È un buco pazzesco, da mettersi le mani nei capelli: nel quadriennio 2009-2012 Atac ha perso 676 milioni di euro di margine operativo lordo, ma le perdite nette sono state addirittura superiori ai 700 milioni di euro. Nel solo 2012 i trasporti pubblici romani hanno perso 131 milioni di euro. E stiamo parlando di un gruppo che ormai ha quasi 12 mila dipendenti, con spese di personale superiori ai 550 milioni di euro l’anno, a fronte di ricavi annui di poco superiori a 1,1 miliardi di euro, dei quali solo 250 milioni grazie ai biglietti e gli abbonamenti, che da soli non bastano nemmeno a coprire il 45 per cento dei costi di personale. E restano ancora fuori i costi della benzina e delle vetture. I contributi pubblici di Regione e Comune, inoltre, sempre nel 2012 ammontano a 720 milioni di euro, ma per raggiungere il pareggio di bilancio ce ne vorrebbero più di 800 l’anno. Tanto quanto il rosso di bilancio dell’intera Città di Roma, per intenderci. Praticamente si può dire che il buco del Comune è fatto solo da Atac, per la quale Roma ha già speso 3 miliardi di euro dal 2009 al 2012.

Come è possibile?
Sicuramente il costo del personale è esagerato, ci sono troppe persone che lavorano negli uffici, ma è anche l’utilizzo della flotta ad essere sbagliato.

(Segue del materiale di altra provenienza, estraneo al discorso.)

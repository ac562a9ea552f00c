use slotmap::SlotMap;
use thiserror::Error;
use tracing::{debug, trace};

use crate::common::collections::{HashMap, HashSet};
use crate::model::signal::Signal;
use crate::model::tile::{Tile, TileId};
use crate::sys::host::{WindowId, WindowInfo};

#[derive(Debug, Error, PartialEq, Eq)]
pub enum RegistryError {
    #[error("window {0} is not tracked")]
    UnknownWindow(WindowId),
    #[error("tile {0:?} does not exist")]
    UnknownTile(TileId),
    #[error("window {0} is already a member of the target tile")]
    AlreadyMember(WindowId),
}

/// Owns every tile and the window → tile side table.
///
/// `tile_added` / `tile_removed` fire exactly once per structural change.
/// Tiles created for forced-floating windows are kept quiet until the host
/// lifts the restriction; only then are they announced through
/// `tile_added`. A tile that was never announced is never reported removed.
#[derive(Debug, Default)]
pub struct TileRegistry {
    tiles: SlotMap<TileId, Tile>,
    window_to_tile: HashMap<WindowId, TileId>,
    announced: HashSet<TileId>,
    pub tile_added: Signal<TileId>,
    pub tile_removed: Signal<TileId>,
}

impl TileRegistry {
    pub fn new() -> Self { Self::default() }

    pub fn add_window(&mut self, info: &WindowInfo) -> TileId {
        if let Some(&existing) = self.window_to_tile.get(&info.id) {
            trace!(window = %info.id, "window already tracked");
            return existing;
        }
        let id = self.tiles.insert_with_key(|id| Tile::new(id, info));
        self.window_to_tile.insert(info.id, id);
        let forced_floating = info.forced_floating;
        debug!(window = %info.id, tile = ?id, forced_floating, "tile created");
        if !info.forced_floating {
            self.announce(id);
        }
        id
    }

    /// Removes the window from its tile, destroying the tile once empty.
    /// Returns false for unknown windows.
    pub fn remove_window(&mut self, window: WindowId) -> bool {
        let Some(id) = self.window_to_tile.remove(&window) else {
            return false;
        };
        let now_empty = match self.tiles.get_mut(id) {
            Some(tile) => {
                tile.unmerge(window);
                tile.is_empty()
            }
            None => false,
        };
        if now_empty {
            self.destroy(id);
        }
        true
    }

    pub fn get_tile(&self, window: WindowId) -> Option<TileId> {
        self.window_to_tile.get(&window).copied()
    }

    pub fn tile(&self, id: TileId) -> Option<&Tile> { self.tiles.get(id) }

    pub fn tile_mut(&mut self, id: TileId) -> Option<&mut Tile> { self.tiles.get_mut(id) }

    pub fn tile_for_window(&self, window: WindowId) -> Option<&Tile> {
        self.get_tile(window).and_then(|id| self.tiles.get(id))
    }

    pub fn tile_for_window_mut(&mut self, window: WindowId) -> Option<&mut Tile> {
        let id = self.get_tile(window)?;
        self.tiles.get_mut(id)
    }

    pub fn tiles(&self) -> impl Iterator<Item = &Tile> { self.tiles.values() }

    pub fn len(&self) -> usize { self.tiles.len() }

    pub fn is_empty(&self) -> bool { self.tiles.is_empty() }

    pub fn is_announced(&self, id: TileId) -> bool { self.announced.contains(&id) }

    /// Groups `window` into the tile holding `target`.
    pub fn merge_window(
        &mut self,
        window: WindowId,
        target: WindowId,
    ) -> Result<TileId, RegistryError> {
        let source = self.get_tile(window).ok_or(RegistryError::UnknownWindow(window))?;
        let dest = self.get_tile(target).ok_or(RegistryError::UnknownWindow(target))?;
        if source == dest {
            return Err(RegistryError::AlreadyMember(window));
        }
        self.remove_window(window);
        if let Some(tile) = self.tiles.get_mut(dest) {
            tile.merge(window);
        }
        self.window_to_tile.insert(window, dest);
        debug!(%window, tile = ?dest, "window merged");
        Ok(dest)
    }

    /// Takes a window out of a grouped tile into a tile of its own. A window
    /// that is already alone keeps its tile.
    pub fn split_window(&mut self, window: WindowId) -> Result<TileId, RegistryError> {
        let source = self.get_tile(window).ok_or(RegistryError::UnknownWindow(window))?;
        let Some(tile) = self.tiles.get_mut(source) else {
            return Err(RegistryError::UnknownTile(source));
        };
        if tile.windows().len() < 2 {
            return Ok(source);
        }
        tile.unmerge(window);
        let info = WindowInfo {
            id: window,
            title: String::new(),
            desktop: tile.desktop().map_or(0, |d| d.to_host()),
            screen: tile.screen(),
            geometry: tile.rect(),
            forced_floating: tile.is_forced_floating(),
        };
        let floating = tile.is_floating();
        self.window_to_tile.remove(&window);
        let id = self.tiles.insert_with_key(|id| Tile::new(id, &info));
        if let Some(new_tile) = self.tiles.get_mut(id) {
            new_tile.set_floating(floating);
        }
        self.window_to_tile.insert(window, id);
        debug!(%window, from = ?source, tile = ?id, "window split into its own tile");
        if !info.forced_floating {
            self.announce(id);
        }
        Ok(id)
    }

    /// Applies a host forced-floating change. Announces tiles that were held
    /// back because they started out forced floating.
    pub fn set_forced_floating(&mut self, window: WindowId, forced: bool) -> bool {
        let Some(id) = self.get_tile(window) else {
            return false;
        };
        let changed = match self.tiles.get_mut(id) {
            Some(tile) => tile.set_forced_floating(forced),
            None => false,
        };
        if !forced && !self.is_announced(id) {
            self.announce(id);
        }
        changed
    }

    fn announce(&mut self, id: TileId) {
        if self.announced.insert(id) {
            self.tile_added.emit(&id);
        }
    }

    fn destroy(&mut self, id: TileId) {
        if self.announced.remove(&id) {
            self.tile_removed.emit(&id);
        }
        self.tiles.remove(id);
        debug!(tile = ?id, "tile destroyed");
    }
}

#[cfg(test)]
mod tests {
    use std::cell::RefCell;
    use std::rc::Rc;

    use pretty_assertions::assert_eq;

    use super::*;
    use crate::sys::geometry::Rect;

    fn info(id: u64, forced_floating: bool) -> WindowInfo {
        WindowInfo {
            id: WindowId(id),
            title: format!("window {id}"),
            desktop: 1,
            screen: 0,
            geometry: Rect::new(0, 0, 100, 100),
            forced_floating,
        }
    }

    fn log_events(registry: &TileRegistry) -> Rc<RefCell<Vec<(&'static str, TileId)>>> {
        let log = Rc::new(RefCell::new(Vec::new()));
        let added = log.clone();
        registry.tile_added.connect(move |id| added.borrow_mut().push(("added", *id)));
        let removed = log.clone();
        registry.tile_removed.connect(move |id| removed.borrow_mut().push(("removed", *id)));
        log
    }

    #[test]
    fn add_window_creates_one_tile_once() {
        let mut registry = TileRegistry::new();
        let log = log_events(&registry);
        let id = registry.add_window(&info(1, false));
        assert_eq!(registry.add_window(&info(1, false)), id);

        let tile = registry.tile(registry.get_tile(WindowId(1)).unwrap()).unwrap();
        assert_eq!(tile.windows().iter().filter(|&&w| w == WindowId(1)).count(), 1);
        assert_eq!(*log.borrow(), vec![("added", id)]);
        assert_eq!(registry.len(), 1);
    }

    #[test]
    fn removing_last_window_fires_removed_once() {
        let mut registry = TileRegistry::new();
        let log = log_events(&registry);
        let id = registry.add_window(&info(1, false));
        assert!(registry.remove_window(WindowId(1)));
        assert!(!registry.remove_window(WindowId(1)));
        assert_eq!(*log.borrow(), vec![("added", id), ("removed", id)]);
        assert!(registry.tile(id).is_none());
        assert!(registry.get_tile(WindowId(1)).is_none());
    }

    #[test]
    fn forced_floating_tiles_are_announced_when_released() {
        let mut registry = TileRegistry::new();
        let log = log_events(&registry);
        let id = registry.add_window(&info(1, true));
        assert!(log.borrow().is_empty());

        registry.set_forced_floating(WindowId(1), false);
        registry.set_forced_floating(WindowId(1), true);
        registry.set_forced_floating(WindowId(1), false);
        assert_eq!(*log.borrow(), vec![("added", id)]);
    }

    #[test]
    fn unannounced_tiles_vanish_silently() {
        let mut registry = TileRegistry::new();
        let log = log_events(&registry);
        registry.add_window(&info(1, true));
        registry.remove_window(WindowId(1));
        assert!(log.borrow().is_empty());
        assert!(registry.is_empty());
    }

    #[test]
    fn merge_and_split() {
        let mut registry = TileRegistry::new();
        let log = log_events(&registry);
        let a = registry.add_window(&info(1, false));
        let b = registry.add_window(&info(2, false));

        assert_eq!(registry.merge_window(WindowId(2), WindowId(1)), Ok(a));
        assert_eq!(
            registry.merge_window(WindowId(2), WindowId(1)),
            Err(RegistryError::AlreadyMember(WindowId(2)))
        );
        assert_eq!(registry.tile(a).unwrap().windows(), &[WindowId(1), WindowId(2)]);
        assert!(registry.tile(b).is_none());

        let c = registry.split_window(WindowId(2)).unwrap();
        assert_ne!(c, a);
        assert_eq!(registry.split_window(WindowId(2)), Ok(c));
        assert_eq!(registry.tile(a).unwrap().windows(), &[WindowId(1)]);
        assert_eq!(*log.borrow(), vec![("added", a), ("added", b), ("removed", b), ("added", c)]);
        assert_eq!(
            registry.merge_window(WindowId(9), WindowId(1)),
            Err(RegistryError::UnknownWindow(WindowId(9)))
        );
    }
}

Per esempio, non è possibile che un mezzo vada solo per 6 ore al giorno quando potrebbe restare in funzione anche per 12. Significa che così rende poco, a fronte, però, di un ingente spesa per comprarlo, mantenerlo, dotarlo di guidatori e farlo funzionare. È lo stesso problema che ha l’Alitalia e non è altro che un problema di organizzazione del business. Ma il risultato negativo è sotto gli occhi di tutti: il costo di ogni singola vettura per chilometro percorso è superiore ai 6 euro, che è il doppio di quanto costi in Svezia o in Gran Bretagna, dove il servizio pubblico è stato liberalizzato e la sua gestione affidata con successo ai privati mediante gare e bandi pubblici.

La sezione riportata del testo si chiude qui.